The prices of milk have been fluctuating since March following a supply shortage that has forced processors to adjust their prices in response to the tightening supply in the market.
“This is obviously in response to the shortage in supply of milk and high cost of producer price, which has been going up of late,” said Livestock Principal secretary Harry Kimutai.
In the latest review, a half-liter packet of the popular Gold Crown New KCC brand has gone up to retail at 52 shillings from 50 shillings previously with the same quantity for Brookside selling at 55 shillings.
The high cost is attributable to a sharp decline in supply, leading to a spark in producer prices with then additional cost passed to consumers, leading to rising in inflation.
Brookside is paying 17 percent more for a liter of raw milk, which pushed the cost to over 40 shillings for a chilled commodity delivered at the firm in Ruiru. New KCC also increased its price by nearly the same margin.
Data from industry regulator the Kenya Dairy Board indicates there has been a drop of up to 36 percent in milk deliveries from framers between the months of March and June this year.
According to KDB, milk production was at 63 million liters per month in January, but it has since dropped to 42 million liters per month.

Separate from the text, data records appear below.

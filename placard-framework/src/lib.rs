mod application;
mod controller;
mod error;
mod page;
mod registry;
mod request;
mod route;
mod router;

use std::io::{self, Write};

use kv_log_macro as log;

pub use application::Application;
pub use controller::{BoxedController, Controller};
pub use error::{ConfigurationError, NotFoundError};
pub use page::PageRenderer;
pub use registry::ControllerRegistry;
pub use request::RequestSnapshot;
pub use route::RouteDescriptor;
pub use router::Router;

pub type Result<T> = std::result::Result<T, Box<dyn std::error::Error + Send + Sync>>;

/// Serve one request from the CGI environment: capture the request snapshot,
/// build the registry, dispatch, and write the rendered document to stdout.
///
/// Configuration errors abort before anything is served. An unknown request
/// path renders the error page with a 404 status; an unknown route *name*
/// means the application builds links to a route that does not exist, and is
/// propagated as a fatal error instead.
pub fn run(application: impl Application) -> Result<()> {
    femme::start();

    let request = RequestSnapshot::from_env();
    let registry = ControllerRegistry::new(application.controllers())?;
    let router = Router::new(registry);
    let renderer = PageRenderer::new(&application, &router);

    log::info!("Dispatching request", { path: request.path() });

    let (status, document) = match renderer.render(&request) {
        Ok(document) => ("200 OK", document),
        Err(error @ NotFoundError::PathNotFound { .. }) => {
            log::error!("No route found", { path: request.path() });
            ("404 Not Found", renderer.not_found_page(&error, &request))
        }
        Err(error) => return Err(error.into()),
    };

    let stdout = io::stdout();
    let mut stdout = stdout.lock();
    write!(
        stdout,
        "Status: {}\r\nContent-Type: text/html; charset=utf-8\r\n\r\n",
        status
    )?;
    stdout.write_all(document.as_bytes())?;
    stdout.flush()?;

    Ok(())
}
use crate::{Controller, ControllerRegistry, NotFoundError, RouteDescriptor};

/// The query surface over a built registry. Lookups are exact string
/// matches; there is no normalization, partial matching, or parameter
/// extraction. The router itself has no side effects — callers decide how to
/// log and report misses.
pub struct Router {
    registry: ControllerRegistry,
}

impl Router {
    pub fn new(registry: ControllerRegistry) -> Router {
        Router { registry }
    }

    /// Dispatch lookup: the controller registered for exactly this path.
    pub fn resolve_by_path(&self, path: &str) -> Result<&dyn Controller, NotFoundError> {
        self.registry
            .by_path(path)
            .ok_or_else(|| NotFoundError::PathNotFound {
                path: path.to_string(),
            })
    }

    /// Reverse-routing lookup: the controller registered under a symbolic
    /// name. Never used for dispatch.
    pub fn resolve_by_name(&self, name: &str) -> Result<&dyn Controller, NotFoundError> {
        self.registry
            .by_name(name)
            .ok_or_else(|| NotFoundError::NameNotFound {
                name: name.to_string(),
            })
    }

    /// The route declared under a symbolic name, for building link targets
    /// without hardcoding paths.
    pub fn route_from_name(&self, name: &str) -> Result<RouteDescriptor, NotFoundError> {
        self.resolve_by_name(name)
            .map(|controller| controller.route())
    }

    /// Every registered route, in registration order.
    pub fn all_routes(&self) -> &[RouteDescriptor] {
        self.registry.routes()
    }
}
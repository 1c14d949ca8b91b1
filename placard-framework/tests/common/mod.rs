//! Common test utilities shared across integration tests

use std::collections::HashMap;

use maplit::hashmap;
use placard::{
    Application, BoxedController, Controller, ControllerRegistry, RequestSnapshot,
    RouteDescriptor, Router,
};

pub struct IndexController;

impl Controller for IndexController {
    fn route(&self) -> RouteDescriptor {
        RouteDescriptor::new("/", "index")
    }

    fn view(&self, _request: &RequestSnapshot) -> String {
        "index view".to_string()
    }
}

pub struct TestController;

impl Controller for TestController {
    fn route(&self) -> RouteDescriptor {
        RouteDescriptor::new("/test", "test")
    }

    fn view(&self, _request: &RequestSnapshot) -> String {
        "test view".to_string()
    }
}

pub struct AboutController;

impl Controller for AboutController {
    fn route(&self) -> RouteDescriptor {
        RouteDescriptor::new("/about", "about")
    }

    fn view(&self, _request: &RequestSnapshot) -> String {
        "about view".to_string()
    }
}

/// Application registering all three controllers, in that order.
pub struct SiteApp;

impl Application for SiteApp {
    fn controllers(&self) -> Vec<BoxedController> {
        vec![
            Box::new(IndexController),
            Box::new(TestController),
            Box::new(AboutController),
        ]
    }

    fn page_title(&self) -> String {
        "Test site".to_string()
    }
}

pub fn build_router(application: &dyn Application) -> Router {
    let registry =
        ControllerRegistry::new(application.controllers()).expect("registry should build");
    Router::new(registry)
}

/// A snapshot whose dispatch path comes from `REQUEST_URI`, as it does under
/// a CGI host.
#[allow(dead_code)]
pub fn snapshot_for(path: &str) -> RequestSnapshot {
    RequestSnapshot::new(
        HashMap::new(),
        HashMap::new(),
        HashMap::new(),
        hashmap! { "REQUEST_URI".to_string() => path.to_string() },
    )
}
use crate::BoxedController;

pub trait Application: Send + Sync {
    /// Every controller the application serves. The registry consumes this
    /// list once at startup; its order is the navigation order.
    fn controllers(&self) -> Vec<BoxedController>;

    /// Title used for the document `<title>` and the page header.
    fn page_title(&self) -> String;

    /// Styles shipped with every page, before application styling.
    fn base_styles(&self) -> String {
        String::new()
    }

    /// Application styling, appended after the base styles.
    fn styles(&self) -> String {
        String::new()
    }
}
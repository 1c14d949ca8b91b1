mod about;
mod contact;
mod home;

pub use about::AboutController;
pub use contact::ContactController;
pub use home::HomeController;
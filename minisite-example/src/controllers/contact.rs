use placard::{Controller, RequestSnapshot, RouteDescriptor};

pub struct ContactController;

impl Controller for ContactController {
    fn route(&self) -> RouteDescriptor {
        RouteDescriptor::new("/contact", "contact")
    }

    fn view(&self, request: &RequestSnapshot) -> String {
        if let Some(message) = request.body().get("message") {
            log::info!("Contact message received ({} bytes)", message.len());
            return "<p>Thanks, your message was received.</p>".to_string();
        }

        "<form method=\"post\">\n\
         <label>Message <textarea name=\"message\"></textarea></label>\n\
         <button type=\"submit\">Send</button>\n\
         </form>"
            .to_string()
    }
}
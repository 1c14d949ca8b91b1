pub fn styles() -> String {
    r#"<style>
body {
    font-family: sans-serif;
    margin: 0;
}

.header {
    display: flex;
    align-items: baseline;
    gap: 2em;
    padding: 0 1em;
    border-bottom: 1px solid #ccc;
}

.header__links a {
    margin-right: 1em;
}

.body {
    padding: 1em;
}
</style>"#
        .to_string()
}
use serde::Serialize;

/// Routing metadata declared by a controller: the exact request path it
/// answers to and the symbolic name used for reverse routing.
#[derive(Clone, Copy, Debug, PartialEq, Eq, Serialize)]
pub struct RouteDescriptor {
    pub path: &'static str,
    pub name: &'static str,
}

impl RouteDescriptor {
    pub const fn new(path: &'static str, name: &'static str) -> RouteDescriptor {
        RouteDescriptor { path, name }
    }
}
use placard::{Controller, RequestSnapshot, RouteDescriptor};

pub struct AboutController;

impl Controller for AboutController {
    fn route(&self) -> RouteDescriptor {
        RouteDescriptor::new("/about", "about")
    }

    fn view(&self, _request: &RequestSnapshot) -> String {
        "<p>A small site rendered one page at a time.</p>\n\
         <p>Every page you can reach is listed in the header.</p>"
            .to_string()
    }
}
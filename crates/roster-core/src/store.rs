//! The `CampaignStore` trait and supporting types.
//!
//! The trait is implemented by storage backends (e.g. `roster-store-csv`).
//! Higher layers (`roster-api`, `roster-server`) depend on this abstraction,
//! not on any concrete backend.

use std::future::Future;

use serde::{Deserialize, Serialize};

use crate::record::Record;

// ─── Snapshot ────────────────────────────────────────────────────────────────

/// A dataset as read at one moment, tagged with its content version.
#[derive(Debug, Clone, PartialEq, Eq, Serialize, Deserialize)]
pub struct Snapshot {
  pub records: Vec<Record>,
  /// See [`crate::version::content_version`].
  pub version: String,
}

/// The outcome of [`CampaignStore::modify`]: whatever the transform chose to
/// return alongside the version that was written.
#[derive(Debug, Clone)]
pub struct Modified<T> {
  pub output:  T,
  pub version: String,
}

// ─── Error classification ────────────────────────────────────────────────────

/// Backend errors either wrap a validation [`crate::Error`] or report a
/// storage failure. Callers use [`StoreError::validation`] to tell them apart.
pub trait StoreError: std::error::Error + Send + Sync + 'static {
  /// The validation failure behind this error, if it is one.
  fn validation(&self) -> Option<&crate::Error>;
}

// ─── Trait ───────────────────────────────────────────────────────────────────

/// Abstraction over a campaign store backend.
///
/// Datasets are never cached between calls: every read goes to storage and
/// every write replaces the whole campaign.
///
/// All methods return `Send` futures so the trait can be used in
/// multi-threaded async runtimes (e.g. tokio with `axum`).
pub trait CampaignStore: Send + Sync {
  type Error: StoreError;

  // ── Registry ──────────────────────────────────────────────────────────

  /// The ordered campaign names. An empty or missing registry is seeded with
  /// the default campaign, and that seed is persisted before returning.
  fn list_campaigns(
    &self,
  ) -> impl Future<Output = Result<Vec<String>, Self::Error>> + Send + '_;

  /// Register a campaign and create its empty dataset. Returns the stored
  /// (trimmed) name.
  fn add_campaign<'a>(
    &'a self,
    name: &'a str,
  ) -> impl Future<Output = Result<String, Self::Error>> + Send + 'a;

  /// Unregister a campaign and delete its dataset. Fails for the last
  /// remaining campaign.
  fn remove_campaign<'a>(
    &'a self,
    name: &'a str,
  ) -> impl Future<Output = Result<(), Self::Error>> + Send + 'a;

  // ── Datasets ──────────────────────────────────────────────────────────

  /// Read a campaign's dataset, creating an empty one if it does not exist.
  fn load<'a>(
    &'a self,
    campaign: &'a str,
  ) -> impl Future<Output = Result<Snapshot, Self::Error>> + Send + 'a;

  /// Overwrite a campaign's dataset. Returns the version written.
  fn save<'a>(
    &'a self,
    campaign: &'a str,
    records: Vec<Record>,
  ) -> impl Future<Output = Result<String, Self::Error>> + Send + 'a;

  /// Load, transform and save a dataset as one step with respect to other
  /// writers on this store.
  ///
  /// Fails with [`crate::Error::UnknownCampaign`] unless `campaign` is
  /// registered; the check happens under the same exclusion as the write.
  ///
  /// - `if_match`: if set, fail with [`crate::Error::VersionConflict`] unless
  ///   the loaded dataset still has this version.
  /// - `transform`: returns the new dataset and a value handed back to the
  ///   caller. If it fails, nothing is written.
  fn modify<'a, F, T>(
    &'a self,
    campaign: &'a str,
    if_match: Option<&'a str>,
    transform: F,
  ) -> impl Future<Output = Result<Modified<T>, Self::Error>> + Send + 'a
  where
    F: FnOnce(Vec<Record>) -> crate::Result<(Vec<Record>, T)> + Send + 'a,
    T: Send + 'a;
}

“Farmers should also take advantage of this price incentive to improve the management of their dairy herds, including vaccinating the animals against the deadly Foot and Mouth Disease and Lumpy Skin Disease, among others,” John Gethi, Brookside’s director of milk procurement and manufacturing said.
Earlier reports also indicated that the government of Kenya could be forced to import processed milk products following a monthly drop in the supply from 63.4 million liters in January to 40.2 million liters in June 2020.
Agriculture CS Peter Munya attributed the reduction to the COVID-19 pandemic which has disrupted the market, foot, and mouth disease being experienced in some counties, and the cold weather season.
According to CS Peter Munya, livestock, fisheries, and cooperatives blamed the shortages of raw milk sold to processors by farmers on a drastic drop in farm production and sale of raw milk in the informal sector.